I came to the stream and turned south. Except for the evergreens, all the foliage along its course had been stripped naked by the winter, and the stream had frozen over, locking the waterwheel in place until the thaw. Someday, I thought, the controversy over the stream would be settled for good, and I could visit its banks without thinking of lawyers, law courts, and the sour countenance of Publius Claudius. A hill obscured my view of his property, but I could see a plume of smoke rising from his house. What was my neighbor doing on such a day? Probably keeping warm with his little Butterfly, I thought. The memory of my brief visit to his house caused me to shiver.

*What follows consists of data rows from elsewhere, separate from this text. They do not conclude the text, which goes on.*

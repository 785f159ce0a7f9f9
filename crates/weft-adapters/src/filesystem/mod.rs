//! Template source adapters.

mod local;
mod memory;

pub use local::LocalSource;
pub use memory::MemorySource;
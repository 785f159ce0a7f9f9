//! Driven (output) ports - implemented by infrastructure.
//!
//! These traits define what the composer needs from external systems.
//! The `weft-adapters` crate provides implementations.

use crate::domain::TemplateName;
use crate::error::WeftResult;

/// Port for reading template bodies.
///
/// Implemented by:
/// - `weft_adapters::filesystem::LocalSource` (production)
/// - `weft_adapters::filesystem::MemorySource` (testing)
///
/// ## Design Notes
///
/// - `path` is the base directory concatenated with the template name
/// - Read-only; a failure must be reported as `ApplicationError::TemplateRead`
#[cfg_attr(test, mockall::automock)]
pub trait TemplateSource: Send + Sync {
    /// Read the whole body at `path`.
    fn read(&self, path: &str) -> WeftResult<String>;
}

/// Port for the host templating engine.
///
/// The composer never looks inside a [`TemplateEngine::Set`]; it only asks the
/// engine to create one, register callables in it and parse named units into
/// it. Rendering is the engine's business.
///
/// Implemented by:
/// - `weft_adapters::renderer::HandlebarsEngine`
pub trait TemplateEngine: Send + Sync {
    /// Aggregate of named template units produced by one composition.
    type Set: Send + Sync;

    /// A callable that can be registered into a set under a name.
    ///
    /// Cloned into every new set, so it should be cheap to clone.
    type Function: Clone + Send + Sync;

    /// Create an empty set for a composition rooted at `root`.
    fn create_set(&self, root: &TemplateName) -> Self::Set;

    /// Register `function` under `name`, replacing an existing entry.
    fn register_function(&self, set: &mut Self::Set, name: &str, function: Self::Function);

    /// Parse `body` into `set` as the unit `name`.
    ///
    /// Must fail with `ApplicationError::TemplateParse` when the body is
    /// rejected.
    fn parse(&self, set: &mut Self::Set, name: &TemplateName, body: &str) -> WeftResult<()>;

    /// A callable that accepts one string argument and produces nothing.
    ///
    /// Registered under every directive keyword so that directive text left in
    /// a body is harmless at render time.
    fn inert_function(&self) -> Self::Function;
}
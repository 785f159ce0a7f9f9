//! Directive scanner.
//!
//! Finds `{{ keyword "argument" }}` occurrences inside otherwise opaque
//! template text. Two keywords are recognised:
//!
//! - `include`: every occurrence anywhere in the body names a template that
//!   must be composed into the same set.
//! - `extends`: honoured only when it is the **first** delimited span of the
//!   body; the template it names is composed before this one and the
//!   directive itself is cut from the body.
//!
//! A span qualifies only if it holds exactly two whitespace-separated tokens
//! and the first is a keyword. Anything else (engine expressions, comments,
//! directives with extra tokens) is left alone. The argument loses exactly one
//! character from each end; the characters are not checked and escapes are not
//! processed, so names containing `"` are unsupported.
//!
//! Directives are never removed from the text except for an honoured
//! `extends`. At render time they hit the inert helpers registered under the
//! same names and produce nothing.

use serde::Serialize;
use std::fmt;

/// Opening delimiter of a span.
pub const OPEN: &str = "{{";
/// Closing delimiter of a span.
pub const CLOSE: &str = "}}";

/// Recognised directive keywords.
#[derive(Debug, Clone, Copy, PartialEq, Eq, Hash, Serialize)]
#[serde(rename_all = "lowercase")]
pub enum DirectiveKind {
    Include,
    Extends,
}

impl DirectiveKind {
    pub const ALL: [DirectiveKind; 2] = [Self::Include, Self::Extends];

    pub const fn as_str(&self) -> &'static str {
        match self {
            Self::Include => "include",
            Self::Extends => "extends",
        }
    }

    /// Match a token against the keywords. Case-sensitive.
    pub fn from_keyword(token: &str) -> Option<Self> {
        match token {
            "include" => Some(Self::Include),
            "extends" => Some(Self::Extends),
            _ => None,
        }
    }
}

impl fmt::Display for DirectiveKind {
    fn fmt(&self, f: &mut fmt::Formatter<'_>) -> fmt::Result {
        f.write_str(self.as_str())
    }
}

/// One delimited region of a body.
///
/// `start` is the byte offset of `{{`, `end` the offset just past `}}`, and
/// `inner` the text strictly between them.
#[derive(Debug, Clone, Copy, PartialEq, Eq, Serialize)]
pub struct Span<'a> {
    pub start: usize,
    pub end: usize,
    pub inner: &'a str,
}

/// A span that qualified as a directive.
#[derive(Debug, Clone, Copy, PartialEq, Eq, Serialize)]
pub struct Directive<'a> {
    pub kind: DirectiveKind,
    /// Template name with the surrounding quote characters removed.
    pub argument: &'a str,
    pub span: Span<'a>,
}

impl<'a> Directive<'a> {
    /// Decode a span, or `None` if it is not a directive.
    pub fn parse(span: Span<'a>) -> Option<Self> {
        let mut tokens = span.inner.split_whitespace();
        let keyword = tokens.next()?;
        let argument = tokens.next()?;
        if tokens.next().is_some() {
            return None;
        }

        Some(Self {
            kind: DirectiveKind::from_keyword(keyword)?,
            argument: strip_quotes(argument),
            span,
        })
    }
}

/// An `extends` directive honoured at the head of a body.
#[derive(Debug, Clone, Copy, PartialEq, Eq)]
pub struct Extends<'a> {
    pub parent: &'a str,
    /// Body text after the directive's closing delimiter.
    pub remainder: &'a str,
    pub directive: Directive<'a>,
}

/// Forward-only iterator over the delimited spans of a body.
#[derive(Debug, Clone)]
pub struct Spans<'a> {
    body: &'a str,
    pos: usize,
}

impl<'a> Iterator for Spans<'a> {
    type Item = Span<'a>;

    fn next(&mut self) -> Option<Self::Item> {
        let rest = self.body.get(self.pos..)?;
        let start = self.pos + rest.find(OPEN)?;
        let inner_start = start + OPEN.len();
        let inner_end = inner_start + self.body[inner_start..].find(CLOSE)?;
        let end = inner_end + CLOSE.len();

        self.pos = end;
        Some(Span {
            start,
            end,
            inner: &self.body[inner_start..inner_end],
        })
    }
}

/// Every delimited span in `body`, left to right.
///
/// A span runs from an opening delimiter to the first closing delimiter after
/// it; an opening delimiter with no closing one ends the scan.
pub fn spans(body: &str) -> Spans<'_> {
    Spans { body, pos: 0 }
}

/// Every qualifying directive in `body`, in order of appearance.
pub fn directives(body: &str) -> impl Iterator<Item = Directive<'_>> {
    spans(body).filter_map(Directive::parse)
}

/// Arguments of every `include` directive in `body`, in order, duplicates kept.
pub fn includes(body: &str) -> impl Iterator<Item = &str> {
    directives(body)
        .filter(|d| d.kind == DirectiveKind::Include)
        .map(|d| d.argument)
}

/// The `extends` directive of `body`, if its first span is one.
///
/// Only the very first span is examined: an `include`, an engine expression,
/// or even a malformed directive in front of `extends` disables it.
pub fn extends(body: &str) -> Option<Extends<'_>> {
    let directive = Directive::parse(spans(body).next()?)?;
    if directive.kind != DirectiveKind::Extends {
        return None;
    }

    Some(Extends {
        parent: directive.argument,
        remainder: &body[directive.span.end..],
        directive,
    })
}

fn strip_quotes(token: &str) -> &str {
    let mut chars = token.chars();
    chars.next();
    chars.next_back();
    chars.as_str()
}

Following the stream, I came to the thicket at the southwestern corner of the farm, the secret place where I had buried Nemo. Amid the denuded branches it was not hard to find his stele. Who had he been, after all—a pawn of Cicero's, or Catilina's, or of Marcus Caelius?

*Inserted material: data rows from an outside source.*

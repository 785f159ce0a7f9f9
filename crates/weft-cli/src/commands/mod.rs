//! Command handlers, one module per subcommand.

pub mod completions;
pub mod config;
pub mod render;
pub mod scan;
pub mod units;

use weft_adapters::{HandlebarsComposer, HandlebarsEngine, LocalSource};
use weft_core::application::Composer;

use crate::{cli::SourceArgs, config::AppConfig, error::CliResult};

/// Composer reading from `--base-dir`, else `templates.base_dir`.
pub(crate) fn build_composer(source: &SourceArgs, config: &AppConfig) -> CliResult<HandlebarsComposer> {
    let engine = HandlebarsEngine::new()
        .strict(config.templates.strict)
        .escape_html(config.templates.escape_html);
    let composer = Composer::new(engine, LocalSource::new());

    let base_dir = source
        .base_dir
        .clone()
        .unwrap_or_else(|| config.templates.base_dir.clone());
    composer.set_base_dir(base_dir)?;

    Ok(composer)
}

Not far away we had buried the body of Forfex. Though we knew his name, I had buried him as a slave, with only a stone to mark the place.

I climbed the ridge and looked down over all. The view was pleasing, even to a melancholy eye, with its muted shades of gray and umber. I would have stayed longer on the hill, but the cold in my fingers and toes drove me back to the house.

Aratus met me at the door. "Master," he said in a low voice, "you have a visitor, waiting for you in your library."

"From the city?" I said, feeling a prickle of dread.

"No, Master. The visitor is your neighbor, Gnaeus Claudius."

"What in the name of Jupiter can he want?" I muttered.

I shrugged off my cloak and headed toward the library. I found Gnaeus seated in a backless chair, looking bored and fingering the little tag attached to a scroll tucked away in its pigeonhole, as if he had never seen a written document before. He raised an eyebrow when I entered but did not bother to stand.

"What do you want, Gnaeus Claudius?"

"Bitter weather we're having," he remarked in a conversational drawl. "Beautiful weather in its way, if a little harsh."

"Yes, harsh, that's what I meant to say. Like country living in general. It's a hard life, running a farm, especially if you don't have a home in town to retreat to. People from the city read a few poems and imagine it's all butterflies and fauns lurking in the woods. The reality is quite different. All in all, I gather you've had a very harsh year here on cousin Lucius's old farm."

"From where did you gather that idea?"

"So my cousin Claudia says."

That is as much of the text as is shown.